O discurso desse semestre de “novo tipo” visa maquiar a realidade concreta, colocando a ideia de que ninguém será prejudicado pelo mesmo, visto que ele é opcional e todos têm direito de escolha. Ledo engano: o estudante que não tem acesso as TDIC’s, que sequer tem espaço apropriado para estudos em casa e que precisa – na pandemia – trabalhar para sobreviver e dar sustento à família não terá direito de escolha. Exemplos recentes são os da UFERSA, que sequer estabeleceu um auxílio digital para os estudantes, da UFPB, da UFRN, da UFMA, dentre outras.

É importante destacar que parte considerável dessas universidades, que vem retomando suas atividades de forma remota, o fazem de maneira irresponsável, flertando com o improviso e ignorando preceitos basilares para a oferta de uma educação pública, capaz de se apresentar aos filhos e filhas da classe trabalhadora com a qualidade e excelência com as quais estávamos acostumados.

Tais universidades tem utilizado como subsídio questionários online, que não chegam a ser respondidos por 40% do corpo discente (UFERSA e UFPB, por exemplo), para justificar esse tipo de proposta absurda através do manto da opção.

Carecem de um diagnóstico elaborado à respeito das limitações de acesso à infraestrutura de internet, de telefonia e de equipamentos digitais, bem como da situação socioeconômica e sanitária do corpo discente – especialmente daqueles que moram em regiões indígenas e quilombolas – para, somente assim, se pensar em possibilidades de retomada e de diluir os seus danos.

É importante destacar que a Secretaria de Educação Superior (Sesu) e a Rede Nacional de Ensino e Pesquisa (RNP) está articulando parcerias com empresas de telefonia como Oi, Vivo e outras para a aquisição de chips e créditos para o acesso à internet, bem como de equipamentos de hardware como notebooks.

É preciso ficarmos de olhos bem abertos para esse tipo de movimentação, pois, na prática, poderá significar a construção de perfis comportamentais e sociais ainda mais específicos e delimitados dos filhos da classe trabalhadora, a partir da entrega irrestrita, capitaneada pelo Governo e com o aval de universidades públicas, dos nossos dados.

Nesse cenário posto, as dúvidas e incertezas para a juventude trabalhadora, que conseguiu adentrar no ensino superior, especialmente depois dos governos Lula e Dilma, só aumentam.

Se, segundo os últimos dados da Pesquisa Nacional por Amostras de Domicílios (Pnad), apenas 18% dos jovens na faixa etária de 18 a 24 estão nas universidades, a previsão para os próximos anos é de que isso diminua de forma acelerada.
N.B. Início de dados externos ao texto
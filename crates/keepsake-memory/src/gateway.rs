// SPDX-FileCopyrightText: 2026 Keepsake Contributors
// SPDX-License-Identifier: MIT OR Apache-2.0

//! Serialized access to the inference backend.
//!
//! A local model server thrashes badly under concurrent requests to the
//! same model, so each model context gets a single async mutex slot.
//! Embedding and completion use different contexts and may overlap with
//! each other, never with themselves.

use std::sync::Arc;

use keepsake_core::{CompletionEngine, EmbeddingEngine, KeepsakeError, SamplingParams};
use tokio::sync::Mutex;

pub struct ModelGateway {
    embedder: Arc<dyn EmbeddingEngine>,
    completer: Arc<dyn CompletionEngine>,
    embed_slot: Mutex<()>,
    complete_slot: Mutex<()>,
}

impl ModelGateway {
    pub fn new(embedder: Arc<dyn EmbeddingEngine>, completer: Arc<dyn CompletionEngine>) -> Self {
        Self {
            embedder,
            completer,
            embed_slot: Mutex::new(()),
            complete_slot: Mutex::new(()),
        }
    }

    /// Embed one text, holding the embedding slot for the duration.
    pub async fn embed(&self, text: &str) -> Result<Vec<f32>, KeepsakeError> {
        let _slot = self.embed_slot.lock().await;
        self.embedder.embed(text).await
    }

    /// Run one completion, holding the narration slot for the duration.
    pub async fn complete(
        &self,
        system_prompt: &str,
        user_prompt: &str,
        params: &SamplingParams,
    ) -> Result<String, KeepsakeError> {
        let _slot = self.complete_slot.lock().await;
        self.completer.complete(system_prompt, user_prompt, params).await
    }

    pub async fn embedder_ready(&self) -> bool {
        self.embedder.is_ready().await
    }

    pub async fn completer_ready(&self) -> bool {
        self.completer.is_ready().await
    }
}
// SPDX-FileCopyrightText: 2026 Keepsake Contributors
// SPDX-License-Identifier: MIT OR Apache-2.0

//! Domain model types for journal entities.

use serde::{Deserialize, Serialize};

/// A journal note authored by the user.
#[derive(Debug, Clone, Serialize, Deserialize)]
pub struct Note {
    /// Row id.
    pub id: i64,
    /// Note title.
    pub title: String,
    /// Free-text body.
    pub content: String,
    /// Opaque reference to an attached audio recording.
    pub audio_ref: Option<String>,
    /// Generated narrative recall script, if one has been produced.
    pub recall_script: Option<String>,
    /// When this note was last presented in a reminiscence session.
    pub last_shown_at: Option<String>,
    /// ISO-8601 creation timestamp.
    pub created_at: String,
    /// ISO-8601 last-update timestamp.
    pub updated_at: String,
}

/// A tag. Created lazily on first use; orphans are tolerated.
#[derive(Debug, Clone, Serialize, Deserialize)]
pub struct Tag {
    pub id: i64,
    pub name: String,
}

/// An image attached to a note.
#[derive(Debug, Clone, Serialize, Deserialize)]
pub struct Image {
    pub id: i64,
    /// Owning note.
    pub note_id: i64,
    /// Opaque file reference.
    pub uri: String,
    /// User-authored caption. May be empty, in which case the image
    /// never gets an embedding record.
    pub description: String,
}

/// A note hydrated with its tags and images.
#[derive(Debug, Clone)]
pub struct NoteDetails {
    pub note: Note,
    pub tags: Vec<String>,
    pub images: Vec<Image>,
}

/// Fields for creating a note.
#[derive(Debug, Clone, Default)]
pub struct NewNote {
    pub title: String,
    pub content: String,
    pub audio_ref: Option<String>,
    pub tags: Vec<String>,
}

/// Status of an embedding record.
#[derive(Debug, Clone, Copy, PartialEq, Eq, Serialize, Deserialize)]
pub enum EmbeddingStatus {
    /// Vector was generated and stored.
    Completed,
    /// The last regeneration attempt failed. The record keeps its
    /// previous vector and fingerprint, so the next pass retries.
    Failed,
}

impl EmbeddingStatus {
    /// Convert to string for SQLite storage.
    pub fn as_str(&self) -> &'static str {
        match self {
            EmbeddingStatus::Completed => "completed",
            EmbeddingStatus::Failed => "failed",
        }
    }

    /// Parse from SQLite string.
    pub fn from_str_value(s: &str) -> Self {
        match s {
            "failed" => EmbeddingStatus::Failed,
            _ => EmbeddingStatus::Completed,
        }
    }
}

/// A persisted text-embedding record, one-to-one with a note.
#[derive(Debug, Clone)]
pub struct NoteEmbedding {
    pub note_id: i64,
    /// Raw vector BLOB (native-endian f32s).
    pub embedding: Vec<u8>,
    pub dimension: usize,
    /// Fingerprint of the composed title+tags+content text.
    pub text_hash: String,
    pub status: EmbeddingStatus,
    pub created_at: String,
}

/// A persisted caption-embedding record, one-to-one with an image.
#[derive(Debug, Clone)]
pub struct ImageEmbedding {
    pub image_id: i64,
    /// The caption that was embedded.
    pub description: String,
    pub embedding: Vec<u8>,
    pub dimension: usize,
    /// Fingerprint of the trimmed caption.
    pub description_hash: String,
    pub status: EmbeddingStatus,
    pub created_at: String,
}
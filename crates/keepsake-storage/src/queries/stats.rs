// SPDX-FileCopyrightText: 2026 Keepsake Contributors
// SPDX-License-Identifier: MIT OR Apache-2.0

//! Journal-wide counters for the status surface.

use keepsake_core::KeepsakeError;

use crate::database::{map_tr_err, Database};

/// Row counts across the journal.
#[derive(Debug, Clone, Copy, Default)]
pub struct JournalStats {
    pub notes: usize,
    pub images: usize,
    pub note_embeddings_completed: usize,
    pub note_embeddings_failed: usize,
    pub image_embeddings_completed: usize,
    pub image_embeddings_failed: usize,
    pub scripts_ready: usize,
}

/// Collect row counts in one round trip.
pub async fn journal_stats(db: &Database) -> Result<JournalStats, KeepsakeError> {
    db.connection()
        .call(|conn| {
            let count = |sql: &str| -> Result<usize, rusqlite::Error> {
                conn.query_row(sql, [], |row| row.get::<_, i64>(0)).map(|n| n as usize)
            };
            Ok(JournalStats {
                notes: count("SELECT count(*) FROM notes")?,
                images: count("SELECT count(*) FROM images")?,
                note_embeddings_completed: count(
                    "SELECT count(*) FROM note_embeddings WHERE status = 'completed'",
                )?,
                note_embeddings_failed: count(
                    "SELECT count(*) FROM note_embeddings WHERE status = 'failed'",
                )?,
                image_embeddings_completed: count(
                    "SELECT count(*) FROM image_embeddings WHERE status = 'completed'",
                )?,
                image_embeddings_failed: count(
                    "SELECT count(*) FROM image_embeddings WHERE status = 'failed'",
                )?,
                scripts_ready: count(
                    "SELECT count(*) FROM notes WHERE recall_script IS NOT NULL",
                )?,
            })
        })
        .await
        .map_err(map_tr_err)
}

#[cfg(test)]
mod tests {
    use super::*;
    use crate::models::NewNote;
    use crate::queries::notes;

    #[tokio::test]
    async fn counts_start_at_zero_and_track_inserts() {
        let db = Database::open_in_memory().await.unwrap();
        let stats = journal_stats(&db).await.unwrap();
        assert_eq!(stats.notes, 0);

        notes::create_note(
            &db,
            &NewNote {
                title: "t".to_string(),
                content: "c".to_string(),
                audio_ref: None,
                tags: vec![],
            },
        )
        .await
        .unwrap();

        let stats = journal_stats(&db).await.unwrap();
        assert_eq!(stats.notes, 1);
        assert_eq!(stats.scripts_ready, 0);
    }
}
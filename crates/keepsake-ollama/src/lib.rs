// SPDX-FileCopyrightText: 2026 Keepsake Contributors
// SPDX-License-Identifier: MIT OR Apache-2.0

//! Inference engines backed by a local Ollama server.

pub mod completer;
pub mod embedder;

pub use completer::OllamaCompleter;
pub use embedder::OllamaEmbedder;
Corremos, pois, sérios riscos de não conseguirmos estabelecer os vínculos com as nossas universidades em um momento pós-pandemia, o que apontará para um índice de expulsão literal da classe trabalhadora dessas instituições superiores, que – não tenhamos dúvidas – as digitais serão desse governo genocida.
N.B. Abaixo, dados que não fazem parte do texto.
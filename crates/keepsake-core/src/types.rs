// SPDX-FileCopyrightText: 2026 Keepsake Contributors
// SPDX-License-Identifier: MIT OR Apache-2.0

//! Common types shared across the Keepsake crates.

use serde::{Deserialize, Serialize};

/// Sampling parameters for a text-completion call.
#[derive(Debug, Clone, Serialize, Deserialize)]
pub struct SamplingParams {
    /// Softmax temperature. Lower values make output more deterministic.
    pub temperature: f32,
    /// Nucleus sampling cutoff.
    pub top_p: f32,
    /// Top-k sampling cutoff. 0 disables.
    pub top_k: u32,
    /// Maximum tokens to generate.
    pub max_tokens: u32,
    /// Stop sequences that end generation early.
    pub stop: Vec<String>,
}

impl Default for SamplingParams {
    fn default() -> Self {
        Self {
            temperature: 0.7,
            top_p: 0.9,
            top_k: 40,
            max_tokens: 512,
            stop: Vec::new(),
        }
    }
}

/// Current UTC time as an ISO-8601 string with millisecond precision.
///
/// All persisted timestamps use this format.
pub fn now_iso() -> String {
    chrono::Utc::now().format("%Y-%m-%dT%H:%M:%S%.3fZ").to_string()
}

/// Parse a persisted ISO-8601 timestamp back into a UTC datetime.
pub fn parse_iso(ts: &str) -> Option<chrono::DateTime<chrono::Utc>> {
    chrono::DateTime::parse_from_rfc3339(ts)
        .ok()
        .map(|dt| dt.with_timezone(&chrono::Utc))
}
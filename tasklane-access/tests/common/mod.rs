#![allow(dead_code)]

/// Common test utilities for integration tests
///
/// This module provides shared infrastructure for integration tests:
/// - An in-memory store and a manually driven clock
/// - The services wired to both
/// - User, project and membership fixtures

use chrono::{TimeZone, Utc};
use std::sync::Arc;
use tasklane_access::clock::ManualClock;
use tasklane_access::config::InvitationConfig;
use tasklane_access::invitations::InvitationManager;
use tasklane_access::membership::MembershipService;
use tasklane_access::models::{
    CreateProject, CreateTask, CreateUser, Project, ProjectRole, Task, User,
};
use tasklane_access::projects::ProjectService;
use tasklane_access::store::memory::MemoryStore;
use tasklane_access::store::Store;
use uuid::Uuid;

/// Test context containing all necessary resources
pub struct TestContext {
    pub store: Arc<MemoryStore>,
    pub clock: ManualClock,
    pub projects: ProjectService,
    pub members: MembershipService,
    pub invitations: InvitationManager,
}

impl TestContext {
    /// Creates a context over an empty store, with the clock at a fixed instant
    pub fn new() -> Self {
        init_tracing();

        let store = Arc::new(MemoryStore::new());
        let clock = ManualClock::new(Utc.with_ymd_and_hms(2026, 3, 1, 9, 0, 0).unwrap());

        let projects = ProjectService::new(store.clone(), Arc::new(clock.clone()));
        let members = MembershipService::new(store.clone(), Arc::new(clock.clone()));
        let invitations = InvitationManager::new(
            store.clone(),
            Arc::new(clock.clone()),
            InvitationConfig::default(),
        );

        Self {
            store,
            clock,
            projects,
            members,
            invitations,
        }
    }

    pub fn store(&self) -> &dyn Store {
        self.store.as_ref()
    }

    /// Provisions a user the way the identity subsystem would
    pub async fn create_user(&self, email: &str) -> User {
        let user = User::new(CreateUser {
            email: email.to_string(),
            name: None,
        });

        let mut uow = self.store.begin().await.expect("begin");
        uow.insert_user(&user).await.expect("insert user");
        uow.commit().await.expect("commit");

        user
    }

    /// Creates a project owned by a fresh user
    pub async fn create_project(&self) -> (User, Project) {
        let owner = self
            .create_user(&format!("owner-{}@example.com", Uuid::new_v4()))
            .await;
        let project = self
            .projects
            .create_project(
                owner.id,
                CreateProject {
                    name: "Spring launch".to_string(),
                },
            )
            .await
            .expect("create project");

        (owner, project)
    }

    /// Adds a fresh user to `project` with `role`
    pub async fn add_member(&self, owner: &User, project: &Project, role: ProjectRole) -> User {
        let user = self
            .create_user(&format!("{}-{}@example.com", role, Uuid::new_v4()))
            .await;
        self.members
            .add_member(owner.id, project.id, user.id, role)
            .await
            .expect("add member");
        user
    }

    /// Creates a project task as `creator`, bypassing permission checks
    pub async fn insert_task(
        &self,
        project: &Project,
        creator: &User,
        assignee: Option<&User>,
    ) -> Task {
        let task = Task::new(
            creator.id,
            CreateTask {
                project_id: Some(project.id),
                title: "Draft announcement".to_string(),
                assignee_id: assignee.map(|u| u.id),
            },
            self.clock_now(),
        );

        let mut uow = self.store.begin().await.expect("begin");
        uow.insert_task(&task).await.expect("insert task");
        uow.commit().await.expect("commit");

        task
    }

    pub fn clock_now(&self) -> chrono::DateTime<Utc> {
        use tasklane_access::clock::Clock;
        self.clock.now()
    }

    /// Number of owner memberships in `project`
    pub async fn owner_count(&self, project: &Project) -> i64 {
        let mut uow = self.store.begin().await.expect("begin");
        uow.count_members_with_role(project.id, ProjectRole::Owner)
            .await
            .expect("count owners")
    }

    pub async fn membership_count(&self, project: &Project) -> usize {
        let mut uow = self.store.begin().await.expect("begin");
        uow.list_memberships(project.id)
            .await
            .expect("list memberships")
            .len()
    }

    pub async fn reload_project(&self, project: &Project) -> Project {
        let mut uow = self.store.begin().await.expect("begin");
        uow.get_project(project.id)
            .await
            .expect("get project")
            .expect("project exists")
    }
}

/// Installs a test subscriber once; `RUST_LOG` controls verbosity
fn init_tracing() {
    let _ = tracing_subscriber::fmt()
        .with_env_filter(tracing_subscriber::EnvFilter::from_default_env())
        .with_test_writer()
        .try_init();
}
Na ausência de políticas que assegurem a nossa permanência, o nosso bem-estar, a renda, o que nos espera é algo muito pior.

Por isso, os desafios postos à juventude trabalhadora são imensos, principalmente em tempos de pandemia jamais vivenciados de forma semelhante pela nossa geração.

Resta às entidades de representação de classes, os DCE’s, Centros Acadêmicos e, especialmente, à Juventude do Partido dos Trabalhadores, uma tarefa essencial: organizar, organizar e organizar milhares de jovens para que possamos derrotar o Governo Bolsonaro, suas políticas e defender a vida!

(*) Ana Flávia é Coordenadora Geral do DCE da UFERSA e membro da Executiva Estadual do PT/RN.